Aparecidos de forma simultánea, los libros de la historiadora del arte Estrella de Diego y del escritor Antonio Muñoz Molina sobre el Museo del Prado parecen empeños paralelos, pero no pueden ser más diferentes. Ambos tienen origen en una invitación del Museo —un seminario impartido por la historiadora en 2015 y 2017, una cátedra a cargo del novelista en 2019—, ambos están escritos en primera persona, enredando sus biografías con sus visitas al museo, y ambos comienzan y terminan sus ensayos con Las meninas, una obra que en el texto de la catedrática de Arte Contemporáneo está presente en todos y cada uno de sus siete capítulos. Los dos autores tienen casi la misma edad, y ambos han tenido una extensa experiencia internacional, centrada por cierto en la ciudad de Nueva York: De Diego (1958) ha sido profesora de la New York University y Muñoz Molina (1956) ha residido en la metrópolis americana durante cerca de dos décadas, de manera que si el MoMA se asoma varias veces al texto de la primera, mientras, el segundo atribuye buena parte de su formación artística al Metropolitan, al MoMA y a los demás museos neoyorquinos.
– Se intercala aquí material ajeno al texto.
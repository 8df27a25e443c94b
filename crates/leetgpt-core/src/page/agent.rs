//! One agent per problem page: owns the sidebar and the conversation, and
//! answers the actions other contexts address to the tab.

use parking_lot::Mutex;
use std::sync::Arc;
use std::time::Duration;
use tokio::sync::broadcast::{self, error::RecvError};
use tokio::sync::mpsc;
use tokio::task::JoinHandle;
use tracing::{debug, info, warn};

use crate::config::Config;
use crate::error::AssistantError;
use crate::page::conversation::{interpret, ConversationEngine};
use crate::page::document::{MutationBatch, PageDocument, SharedDocument};
use crate::page::extract::{extract_context, extract_title};
use crate::page::sidebar::{Sidebar, SidebarEntry};
use crate::prompt::help_messages;
use crate::protocol::{
    Action, CompletionBody, Envelope, Origin, Port, RelayRequest, Reply, TabId,
};
use crate::render::render_assistant;
use crate::state::{ChatMessage, ProblemContext};

const INBOX_CAPACITY: usize = 16;
const TICK: Duration = Duration::from_millis(300);

pub struct PageAgent {
    inner: Arc<AgentInner>,
    port: Port,
    tasks: Mutex<Vec<JoinHandle<()>>>,
}

struct AgentInner {
    tab: TabId,
    document: SharedDocument,
    bridge: Port,
    config: Arc<Config>,
    sidebar: Mutex<Sidebar>,
    engine: Mutex<ConversationEngine>,
}

impl PageAgent {
    /// Build the sidebar into `document` and start listening.
    ///
    /// Tells the bridge the page (re)loaded so the tab's stored transcript
    /// starts over.
    pub async fn inject(
        tab: TabId,
        document: SharedDocument,
        bridge: Port,
        config: Arc<Config>,
    ) -> Self {
        let mut engine = ConversationEngine::new(config.format, config.model.clone());

        let (sidebar, mutations) = {
            let mut doc = document.lock();
            let context = extract_context(&doc.parse());
            let mut sidebar = Sidebar::new(&engine.open(&context));
            sidebar.ensure_injected(&mut doc);
            (sidebar, doc.subscribe())
        };
        info!(tab, url = %document.lock().url(), "page agent injected");

        // Wait for the ack so a transcript saved right after this is not
        // wiped by a late clear.
        if let Err(e) = bridge
            .request(Origin::Tab(tab), Action::ClearChat, config.reply_timeout())
            .await
        {
            warn!(tab, error = %e, "could not announce page load");
        }

        let inner = Arc::new(AgentInner {
            tab,
            document,
            bridge,
            config,
            sidebar: Mutex::new(sidebar),
            engine: Mutex::new(engine),
        });

        let (port, inbox) = Port::channel(INBOX_CAPACITY);
        let tasks = vec![
            tokio::spawn(watch(inner.clone(), mutations)),
            tokio::spawn(serve(inner.clone(), inbox)),
        ];

        Self {
            inner,
            port,
            tasks: Mutex::new(tasks),
        }
    }

    pub fn tab(&self) -> TabId {
        self.inner.tab
    }

    /// Inbox for actions addressed to this tab.
    pub fn port(&self) -> Port {
        self.port.clone()
    }

    pub fn document(&self) -> SharedDocument {
        self.inner.document.clone()
    }

    pub fn is_visible(&self) -> bool {
        self.inner.sidebar.lock().is_visible()
    }

    pub fn transcript(&self) -> Vec<SidebarEntry> {
        self.inner.sidebar.lock().entries().to_vec()
    }

    pub fn history(&self) -> Vec<ChatMessage> {
        self.inner.engine.lock().history().to_vec()
    }

    pub fn toggle(&self) -> bool {
        self.inner.toggle()
    }

    /// Ask a question from the sidebar. The outcome is also written into the
    /// transcript, an error as a notice in place of the answer.
    pub async fn send(&self, message: &str) -> Result<String, AssistantError> {
        self.inner.send(message).await
    }

    /// Stop the agent's tasks. The page keeps whatever it shows.
    pub fn shutdown(&self) {
        for task in self.tasks.lock().drain(..) {
            task.abort();
        }
    }

    /// Stop the agent's tasks and take the sidebar off the page.
    pub fn teardown(&self) {
        self.shutdown();
        let mut doc = self.inner.document.lock();
        self.inner.sidebar.lock().detach(&mut *doc);
        info!(tab = self.inner.tab, "page agent torn down");
    }
}

impl Drop for PageAgent {
    fn drop(&mut self) {
        self.shutdown();
    }
}

impl AgentInner {
    fn context(&self) -> ProblemContext {
        extract_context(&self.document.lock().parse())
    }

    /// Document before sidebar, everywhere.
    fn with_sidebar<R>(&self, f: impl FnOnce(&mut Sidebar, &mut PageDocument) -> R) -> R {
        let mut doc = self.document.lock();
        let mut sidebar = self.sidebar.lock();
        f(&mut *sidebar, &mut *doc)
    }

    fn toggle(&self) -> bool {
        let visible = self.with_sidebar(|sidebar, doc| sidebar.toggle(doc));
        debug!(tab = self.tab, visible, "sidebar toggled");
        visible
    }

    async fn send(&self, message: &str) -> Result<String, AssistantError> {
        let context = self.context();
        let turn = self.engine.lock().begin_turn(message, &context);
        self.with_sidebar(|sidebar, doc| {
            sidebar.push_user(message);
            sidebar.push_placeholder(turn.id);
            sidebar.refresh(doc);
        });

        let result = self.complete_with_animation(turn.id, turn.body).await;

        match &result {
            Ok(answer) => {
                let format = {
                    let mut engine = self.engine.lock();
                    engine.complete_turn(answer);
                    engine.format()
                };
                let html = render_assistant(answer, format);
                self.with_sidebar(|sidebar, doc| {
                    sidebar.resolve(turn.id, html);
                    sidebar.refresh(doc);
                });
            }
            Err(e) => {
                warn!(tab = self.tab, turn = turn.id, error = %e, "turn failed");
                let text = e.user_message();
                self.with_sidebar(|sidebar, doc| {
                    sidebar.fail(turn.id, &text);
                    sidebar.refresh(doc);
                });
            }
        }
        result
    }

    async fn complete_with_animation(
        &self,
        turn: u64,
        body: CompletionBody,
    ) -> Result<String, AssistantError> {
        let request = self.complete(body);
        tokio::pin!(request);

        let mut ticker = tokio::time::interval(TICK);
        ticker.tick().await;
        let mut frame = 0usize;

        loop {
            tokio::select! {
                result = &mut request => return result,
                _ = ticker.tick() => {
                    frame += 1;
                    self.with_sidebar(|sidebar, doc| {
                        if sidebar.tick_placeholder(turn, frame) {
                            sidebar.refresh(doc);
                        }
                    });
                }
            }
        }
    }

    /// One round trip through the bridge.
    async fn complete(&self, body: CompletionBody) -> Result<String, AssistantError> {
        let config = self.config.relay_config()?;
        let action = Action::CallOpenAi(RelayRequest { config, body });
        let reply = self
            .bridge
            .request(Origin::Tab(self.tab), action, self.config.reply_timeout())
            .await?;
        match reply {
            Reply::Relay(response) => interpret(&response),
            other => {
                warn!(?other, "bridge answered with the wrong reply");
                Err(AssistantError::UnexpectedResponse)
            }
        }
    }

    /// Answer a `getHelp` from the popup. The popup's transcript is its own;
    /// the sidebar is left alone.
    async fn help(&self, message: String, history: Vec<ChatMessage>) -> Reply {
        let context = self.context();
        let messages = help_messages(self.config.format, &context, &history, &message);
        let body = CompletionBody {
            model: self.config.model.clone(),
            messages,
        };
        match self.complete(body).await {
            Ok(answer) => Reply::Help {
                answer,
                error: None,
            },
            Err(e) => {
                warn!(tab = self.tab, error = %e, "getHelp failed");
                Reply::Help {
                    answer: e.user_message(),
                    error: Some(e.kind().to_string()),
                }
            }
        }
    }

    fn dispatch(self: &Arc<Self>, envelope: Envelope) {
        match &envelope.action {
            Action::GetHelp {
                message,
                chat_history,
            } => {
                let inner = self.clone();
                let message = message.clone();
                let history = chat_history.clone();
                tokio::spawn(async move {
                    let reply = inner.help(message, history).await;
                    envelope.respond(reply);
                });
            }
            Action::GetProblemInfo => {
                let title = extract_title(&self.document.lock().parse());
                envelope.respond(Reply::ProblemInfo { title });
            }
            Action::ToggleSidebar => {
                self.toggle();
                envelope.respond(Reply::Ack {});
            }
            Action::CallOpenAi(_) | Action::ClearChat => {
                warn!(
                    action = envelope.action.name(),
                    "action is handled by the bridge, not the page agent"
                );
            }
        }
    }
}

async fn serve(inner: Arc<AgentInner>, mut inbox: mpsc::Receiver<Envelope>) {
    while let Some(envelope) = inbox.recv().await {
        debug!(tab = inner.tab, action = envelope.action.name(), "page agent received");
        inner.dispatch(envelope);
    }
}

/// Put the sidebar back whenever the page re-renders without it.
async fn watch(
    inner: Arc<AgentInner>,
    mut mutations: broadcast::Receiver<MutationBatch>,
) {
    loop {
        match mutations.recv().await {
            Ok(_) | Err(RecvError::Lagged(_)) => {
                let reinjected = inner.with_sidebar(|sidebar, doc| sidebar.ensure_injected(doc));
                if reinjected {
                    info!(tab = inner.tab, "sidebar re-injected after page update");
                }
            }
            Err(RecvError::Closed) => break,
        }
    }
}
use serde::{Deserialize, Serialize};
use std::fs;
use std::path::{Path, PathBuf};
use std::time::Duration;
use anyhow::{Result, anyhow};

use crate::error::AssistantError;
use crate::format::RenderFormat;

pub const DEFAULT_ENDPOINT: &str = "https://api.openai.com/v1/chat/completions";
pub const DEFAULT_MODEL: &str = "gpt-4o";
const DEFAULT_REPLY_TIMEOUT_SECS: u64 = 60;

#[derive(Serialize, Deserialize, Debug, Clone, PartialEq)]
#[serde(default)]
pub struct Config {
    pub endpoint: Option<String>,
    pub api_key: Option<String>,
    pub model: String,
    pub format: RenderFormat,
    pub reply_timeout_secs: u64,
    pub store_path: Option<PathBuf>,
}

/// The part of the config the bridge needs to reach the completion API.
#[derive(Serialize, Deserialize, Debug, Clone, PartialEq, Eq)]
#[serde(rename_all = "camelCase")]
pub struct RelayConfig {
    pub endpoint: String,
    pub api_key: String,
}

impl Default for Config {
    fn default() -> Self {
        Self::new()
    }
}

impl Config {
    pub fn new() -> Self {
        Self {
            endpoint: Some(DEFAULT_ENDPOINT.to_string()),
            api_key: None,
            model: DEFAULT_MODEL.to_string(),
            format: RenderFormat::default(),
            reply_timeout_secs: DEFAULT_REPLY_TIMEOUT_SECS,
            store_path: None,
        }
    }

    /// Load the config file, then let the environment override it.
    pub fn load() -> Result<Self> {
        let config_path = Self::get_config_path()?;
        let config = Self::load_from(&config_path)?;
        Ok(config.with_env_overrides(|name| std::env::var(name).ok()))
    }

    pub fn load_from(path: &Path) -> Result<Self> {
        if !path.exists() {
            return Ok(Self::new());
        }

        let config_content = fs::read_to_string(path)?;
        let config: Config = serde_json::from_str(&config_content)?;
        Ok(config)
    }

    pub fn save(&self) -> Result<()> {
        self.save_to(&Self::get_config_path()?)
    }

    pub fn save_to(&self, path: &Path) -> Result<()> {
        // Create config directory if it doesn't exist
        if let Some(parent) = path.parent() {
            fs::create_dir_all(parent)?;
        }

        let config_content = serde_json::to_string_pretty(self)?;
        fs::write(path, config_content)?;
        Ok(())
    }

    /// `OPENAI_API_KEY` and `LEETGPT_ENDPOINT` win over the file.
    pub fn with_env_overrides<F>(mut self, lookup: F) -> Self
    where
        F: Fn(&str) -> Option<String>,
    {
        if let Some(key) = lookup("OPENAI_API_KEY").filter(|k| !k.trim().is_empty()) {
            self.api_key = Some(key);
        }
        if let Some(endpoint) = lookup("LEETGPT_ENDPOINT").filter(|e| !e.trim().is_empty()) {
            self.endpoint = Some(endpoint);
        }
        self
    }

    /// Fails with `ConfigMissing` before any network attempt is made.
    pub fn relay_config(&self) -> Result<RelayConfig, AssistantError> {
        let api_key = self
            .api_key
            .as_deref()
            .map(str::trim)
            .filter(|k| !k.is_empty())
            .ok_or(AssistantError::ConfigMissing)?;
        let endpoint = self
            .endpoint
            .as_deref()
            .map(str::trim)
            .filter(|e| !e.is_empty())
            .ok_or(AssistantError::ConfigMissing)?;

        Ok(RelayConfig {
            endpoint: endpoint.to_string(),
            api_key: api_key.to_string(),
        })
    }

    pub fn reply_timeout(&self) -> Duration {
        Duration::from_secs(self.reply_timeout_secs.max(1))
    }

    /// Where chat transcripts live unless `store_path` says otherwise.
    pub fn resolved_store_path(&self) -> Result<PathBuf> {
        match &self.store_path {
            Some(path) => Ok(path.clone()),
            None => Ok(Self::get_config_dir()?.join("sessions.db")),
        }
    }

    fn get_config_path() -> Result<PathBuf> {
        Ok(Self::get_config_dir()?.join("config.json"))
    }

    fn get_config_dir() -> Result<PathBuf> {
        let config_dir = dirs::config_dir()
            .ok_or_else(|| anyhow!("Could not determine config directory"))?;

        Ok(config_dir.join("leetcode-gpt"))
    }
}

#[cfg(test)]
mod tests {
    use super::*;
    use tempfile::tempdir;

    #[test]
    fn test_missing_file_gives_defaults() {
        let dir = tempdir().unwrap();
        let config = Config::load_from(&dir.path().join("nope.json")).unwrap();
        assert_eq!(config, Config::new());
        assert_eq!(config.model, "gpt-4o");
    }

    #[test]
    fn test_save_and_load_file() {
        let dir = tempdir().unwrap();
        let path = dir.path().join("nested").join("config.json");
        let mut config = Config::new();
        config.api_key = Some("sk-test".to_string());
        config.format = RenderFormat::Markdown;
        config.save_to(&path).unwrap();

        let loaded = Config::load_from(&path).unwrap();
        assert_eq!(loaded, config);
    }

    #[test]
    fn test_partial_file_fills_defaults() {
        let dir = tempdir().unwrap();
        let path = dir.path().join("config.json");
        fs::write(&path, r#"{"api_key": "sk-partial"}"#).unwrap();

        let config = Config::load_from(&path).unwrap();
        assert_eq!(config.api_key.as_deref(), Some("sk-partial"));
        assert_eq!(config.reply_timeout_secs, 60);
        assert_eq!(config.endpoint.as_deref(), Some(DEFAULT_ENDPOINT));
    }

    #[test]
    fn test_env_overrides_file() {
        let config = Config::new().with_env_overrides(|name| match name {
            "OPENAI_API_KEY" => Some("sk-env".to_string()),
            "LEETGPT_ENDPOINT" => Some("http://localhost:9999/v1".to_string()),
            _ => None,
        });
        let relay = config.relay_config().unwrap();
        assert_eq!(relay.api_key, "sk-env");
        assert_eq!(relay.endpoint, "http://localhost:9999/v1");
    }

    #[test]
    fn test_missing_key_is_config_error() {
        let config = Config::new();
        assert_eq!(config.relay_config(), Err(AssistantError::ConfigMissing));

        let mut blank = Config::new();
        blank.api_key = Some("   ".to_string());
        assert_eq!(blank.relay_config(), Err(AssistantError::ConfigMissing));
    }
}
Pues bien, teniendo tantas semejanzas, las obras parecen haber sido escritas por personas de generaciones distintas, un contraste que se extiende a su envoltura editorial: el libro de Muñoz Molina, generosamente ilustrado y dotado de la bibliografía genérica y el índice onomástico que facilitan su lectura al público general, es un recorrido inteligente y ameno por las colecciones del museo, que obra también de editor del volumen; el redactado por De Diego, carente de imágenes y acompañado de una nota bibliográfica que recoge sus fuentes críticas, es un monólogo introspectivo y digresivo que parece susurrado, donde la mirada transgresiva de su autora nos guía por un Prado inesperado, y cuya publicación por una editora comercial lo saca de la esfera institucional al que diría destinado.
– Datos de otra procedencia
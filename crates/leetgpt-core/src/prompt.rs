use crate::format::RenderFormat;
use crate::protocol::WireMessage;
use crate::state::{ChatMessage, ChatRole, ProblemContext};

const TUTOR_ROLE: &str = "You are a helpful programming assistant that provides hints and guidance for LeetCode problems without giving away complete solutions.";

const HTML_STYLE: &str = "Please format your responses using proper HTML paragraph tags (<p>) with spacing between paragraphs. Use <br> for line breaks within paragraphs. You can use <b> for bold text and <code> for code snippets. Do not use bullet points or lists unless specifically requested. Keep the tone conversational and clear.";

const MARKDOWN_STYLE: &str = "Please format your responses as short Markdown paragraphs separated by blank lines. Use **bold** for emphasis, `backticks` for inline code and fenced blocks for longer snippets. Do not use bullet points or lists unless specifically requested. Keep the tone conversational and clear.";

const GUIDANCE: &str = "Please guide me step by step without giving away the solution. If I have code written, ask about my thought process before providing hints. Help me understand the problem better and work towards an optimal solution.";

pub fn system_prompt(format: RenderFormat) -> String {
    let style = match format {
        RenderFormat::Html => HTML_STYLE,
        RenderFormat::Markdown => MARKDOWN_STYLE,
    };
    format!("{} {}", TUTOR_ROLE, style)
}

/// Prompt for the opening turn: the whole problem plus the question.
pub fn first_turn_prompt(context: &ProblemContext, message: &str) -> String {
    let mut prompt = String::new();
    prompt.push_str("I'm working on this LeetCode problem:\n");
    prompt.push_str(&format!("Title: {}\n", context.title));
    prompt.push_str(&format!("Description: {}\n", context.description));
    prompt.push_str(&format!("Current Code: {}\n", context.current_code));
    prompt.push_str(&format!("\nQuestion: {}\n\n", message));
    prompt.push_str(GUIDANCE);
    prompt
}

/// Prompt for later turns. The model already has the title and description
/// from the first turn, so only the code is refreshed.
pub fn follow_up_prompt(current_code: &str, message: &str) -> String {
    let mut prompt = String::new();
    prompt.push_str(&format!("My current code:\n{}\n", current_code));
    prompt.push_str(&format!("\nQuestion: {}", message));
    prompt
}

/// Messages for a `getHelp` request coming from the popup. The popup keeps
/// its own transcript, so every request restates the full problem.
///
/// `history` is the popup's transcript; its trailing entry is the message
/// being asked about and is replaced by the full prompt.
pub fn help_messages(
    format: RenderFormat,
    context: &ProblemContext,
    history: &[ChatMessage],
    message: &str,
) -> Vec<WireMessage> {
    let prior = match history.last() {
        Some(last) if last.is_user && last.content == message => &history[..history.len() - 1],
        _ => history,
    };

    let mut messages = Vec::with_capacity(prior.len() + 2);
    messages.push(WireMessage::new(ChatRole::System, system_prompt(format)));
    messages.extend(prior.iter().map(WireMessage::from));
    messages.push(WireMessage::new(
        ChatRole::User,
        first_turn_prompt(context, message),
    ));
    messages
}
use thiserror::Error;

const RATE_LIMITED: &str = "You are sending requests too quickly or have hit your usage limit. \
Please wait a moment and try again.";
const CONFIG_MISSING: &str = "API key not configured. \
Set OPENAI_API_KEY or add \"api_key\" to your leetcode-gpt config.json.";

/// Every way a chat turn can fail. Each one resolves to a message shown in
/// the transcript instead of bubbling out of the context that hit it.
#[derive(Debug, Clone, PartialEq, Eq, Error)]
pub enum AssistantError {
    #[error("request could not be completed: {0}")]
    Transport(String),

    #[error("upstream rate limit reached")]
    RateLimited,

    #[error("upstream error: {}", .message.as_deref().unwrap_or("unknown"))]
    Upstream { status: u16, message: Option<String> },

    #[error("unexpected completion payload")]
    UnexpectedResponse,

    #[error("API key or endpoint is not configured")]
    ConfigMissing,

    #[error("receiving context no longer exists")]
    ChannelBroken,

    #[error("no reply after {0} seconds")]
    Timeout(u64),
}

impl AssistantError {
    /// Text displayed to the user in place of an answer.
    pub fn user_message(&self) -> String {
        match self {
            AssistantError::Transport(_) => {
                "Sorry, I encountered an error. Please try again.".to_string()
            }
            AssistantError::RateLimited => RATE_LIMITED.to_string(),
            AssistantError::Upstream { message, .. } => format!(
                "OpenAI API error: {}",
                message.as_deref().unwrap_or("Unknown error.")
            ),
            AssistantError::UnexpectedResponse => "Unexpected API response format".to_string(),
            AssistantError::ConfigMissing => CONFIG_MISSING.to_string(),
            AssistantError::ChannelBroken => {
                "Please refresh the LeetCode page and try again.".to_string()
            }
            AssistantError::Timeout(_) => {
                "The assistant took too long to respond. Please try again.".to_string()
            }
        }
    }

    /// Short machine-readable tag, carried in failed `getHelp` replies.
    pub fn kind(&self) -> &'static str {
        match self {
            AssistantError::Transport(_) => "transport",
            AssistantError::RateLimited => "rate_limited",
            AssistantError::Upstream { .. } => "upstream",
            AssistantError::UnexpectedResponse => "unexpected_response",
            AssistantError::ConfigMissing => "config_missing",
            AssistantError::ChannelBroken => "channel_broken",
            AssistantError::Timeout(_) => "timeout",
        }
    }
}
Rondas del Prado es un volumen humanista a la vieja usanza, atento a las formas en que las pinturas modifican su significado al alterarse el lugar donde se muestran, con un oído fino que le permite captar las historias invisibles que el museo alberga, fascinado por el tránsito de lo real a lo imaginario en las obras flamencas, italianas o españolas, e interesado en los detalles materiales del oficio que subyace a lienzos o dibujos, unos saberes artesanales que alimentan también los talleres de restauración. El escritor recupera aquí su antigua vocación de historiador del arte, malograda según afirma por la temprana falta de conexiones familiares o políticas durante sus estudios en Granada, y aprovecha el encargo del museo para preparar con curiosidad y empeño sus conferencias, que han dado lugar al cabo a un libro informativo y ágil que nos hace partícipes de su itinerario de descubrimiento.
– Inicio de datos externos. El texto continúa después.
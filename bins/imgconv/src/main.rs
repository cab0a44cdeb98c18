//! imgconv: convert and resize images from the command line.

mod commands;

use clap::{Parser, Subcommand, ValueEnum};
use imgconv_cli::output::Status;
use imgconv_core::config::{AdsConsent, Config, Theme};
use std::path::PathBuf;
use std::process::ExitCode;
use tracing_subscriber::{fmt, prelude::*, EnvFilter};

#[derive(Parser)]
#[command(name = "imgconv")]
#[command(about = "Convert images between PNG, JPEG, WebP, GIF and BMP, optionally resizing them")]
#[command(version)]
struct Cli {
    #[command(subcommand)]
    command: Commands,

    /// Configuration file (default: .imgconv.toml, imgconv.toml, then the user config dir)
    #[arg(long, global = true, env = "IMGCONV_CONFIG")]
    config: Option<PathBuf>,

    /// Output as JSON
    #[arg(long, global = true)]
    json: bool,

    /// Log to stderr (-v info, -vv debug)
    #[arg(short, long, global = true, action = clap::ArgAction::Count)]
    verbose: u8,

    /// Emit logs as JSON lines
    #[arg(long, global = true)]
    log_json: bool,
}

#[derive(Subcommand)]
enum Commands {
    /// Convert one image and save it as converted-image.<ext>
    Convert {
        /// Image file to convert
        path: PathBuf,

        /// Output format: png, jpeg, webp, gif or bmp (default from config)
        #[arg(short, long)]
        format: Option<String>,

        /// Target width in pixels
        #[arg(short = 'W', long, allow_negative_numbers = true)]
        width: Option<i64>,

        /// Target height in pixels
        #[arg(short = 'H', long, allow_negative_numbers = true)]
        height: Option<i64>,

        /// Do not derive the other edge from the aspect ratio
        #[arg(long)]
        no_aspect: bool,

        /// Declared media type, instead of the one implied by the extension
        #[arg(long = "type", value_name = "MEDIA_TYPE")]
        media_type: Option<String>,

        /// Directory to save into (default from config, else current directory)
        #[arg(short, long)]
        out_dir: Option<PathBuf>,
    },

    /// Convert every image in a directory
    Batch {
        /// Directory to scan
        dir: PathBuf,

        /// Directory to write converted images into
        #[arg(short, long)]
        out_dir: PathBuf,

        /// Output format: png, jpeg, webp, gif or bmp (default from config)
        #[arg(short, long)]
        format: Option<String>,

        /// Target width in pixels
        #[arg(short = 'W', long, allow_negative_numbers = true)]
        width: Option<i64>,

        /// Target height in pixels
        #[arg(short = 'H', long, allow_negative_numbers = true)]
        height: Option<i64>,

        /// Descend into subdirectories
        #[arg(short, long)]
        recursive: bool,
    },

    /// Show format and dimensions of an image
    Info {
        /// Path to image file
        path: PathBuf,
    },

    /// Show or change saved preferences
    Prefs {
        /// Interface language (en, es, fr, de, zh, ja)
        #[arg(long)]
        language: Option<String>,

        /// Color theme
        #[arg(long, value_enum)]
        theme: Option<ThemeArg>,

        /// Ad consent choice
        #[arg(long, value_enum)]
        consent: Option<ConsentArg>,

        /// Default output format
        #[arg(long)]
        default_format: Option<String>,
    },
}

#[derive(Clone, Copy, ValueEnum)]
enum ThemeArg {
    Light,
    Dark,
}

impl From<ThemeArg> for Theme {
    fn from(arg: ThemeArg) -> Self {
        match arg {
            ThemeArg::Light => Theme::Light,
            ThemeArg::Dark => Theme::Dark,
        }
    }
}

#[derive(Clone, Copy, ValueEnum)]
enum ConsentArg {
    Personalized,
    NonPersonalized,
}

impl From<ConsentArg> for AdsConsent {
    fn from(arg: ConsentArg) -> Self {
        match arg {
            ConsentArg::Personalized => AdsConsent::Personalized,
            ConsentArg::NonPersonalized => AdsConsent::NonPersonalized,
        }
    }
}

fn init_tracing(verbose: u8, json: bool) -> anyhow::Result<()> {
    let default_level = match verbose {
        0 => "off",
        1 => "info",
        _ => "debug",
    };
    let filter = EnvFilter::try_from_default_env().unwrap_or_else(|_| EnvFilter::new(default_level));
    let registry = tracing_subscriber::registry().with(filter);

    let result = if json {
        registry
            .with(fmt::layer().json().with_writer(std::io::stderr))
            .try_init()
    } else {
        registry
            .with(fmt::layer().compact().with_target(false).with_writer(std::io::stderr))
            .try_init()
    };

    result.map_err(|e| anyhow::anyhow!("Failed to set tracing subscriber: {}", e))
}

fn main() -> ExitCode {
    let cli = Cli::parse();

    if let Err(e) = init_tracing(cli.verbose, cli.log_json) {
        Status::warning(&e);
    }

    let result = Config::load(cli.config.as_deref()).and_then(|config| match cli.command {
        Commands::Convert { path, format, width, height, no_aspect, media_type, out_dir } => {
            commands::convert::run(
                &config,
                commands::convert::ConvertArgs {
                    path,
                    format,
                    width,
                    height,
                    no_aspect,
                    media_type,
                    out_dir,
                },
                cli.json,
            )
        }

        Commands::Batch { dir, out_dir, format, width, height, recursive } => commands::batch::run(
            &config,
            commands::batch::BatchArgs {
                dir,
                out_dir,
                format,
                width,
                height,
                recursive,
            },
            cli.json,
        ),

        Commands::Info { path } => commands::info::run(&path, cli.json),

        Commands::Prefs { language, theme, consent, default_format } => commands::prefs::run(
            config,
            commands::prefs::PrefsArgs {
                language,
                theme: theme.map(Theme::from),
                consent: consent.map(AdsConsent::from),
                default_format,
            },
            cli.json,
        ),
    });

    match result {
        Ok(()) => ExitCode::SUCCESS,
        Err(e) => {
            tracing::debug!(code = %e.code, error = %e.message, "Command failed");
            if cli.json {
                match serde_json::to_string_pretty(&e.to_report()) {
                    Ok(report) => println!("{}", report),
                    Err(_) => Status::report(&e),
                }
            } else {
                Status::report(&e);
            }
            ExitCode::from(u8::try_from(e.exit_code()).unwrap_or(1))
        }
    }
}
El Prado inadvertido, por su parte, hace honor a su título aplicando al museo el enfoque de género, decolonial y posestructuralista de su autora para sacar de las sombras a «pintoras, afrodescendientes, diferentes, excluidos, bodegones, el siglo XIX…», e inevitablemente por sus páginas desfilan Sofonisba Anguissola, Artemisia Gentileschi, Clara Peeters —uno de cuyos bodegones se muestra en la portada, con el rostro de la pintora reflejado en la jarra de peltre— y Rosa Bonheur, la artista francesa lesbiana «cuya opción sexual parece haber eclipsado la fuerza de sus obras», entre las cuales el retrato de un león africano, titulado El Cid, y que hoy se muestra en el museo rescatado de los almacenes. Pero la historiadora se ocupa también de obras académicas como Las hijas del Cid o Juana la Loca, que ahora veremos de otra manera, se demora frente a la estatua de Hermafrodito, persigue las huellas de esclavos o mulatos, y se pregunta dónde está América en el Prado, un interrogante que deja sin responder mientras abandona el museo y «la tarde se vacía indolente en la noche».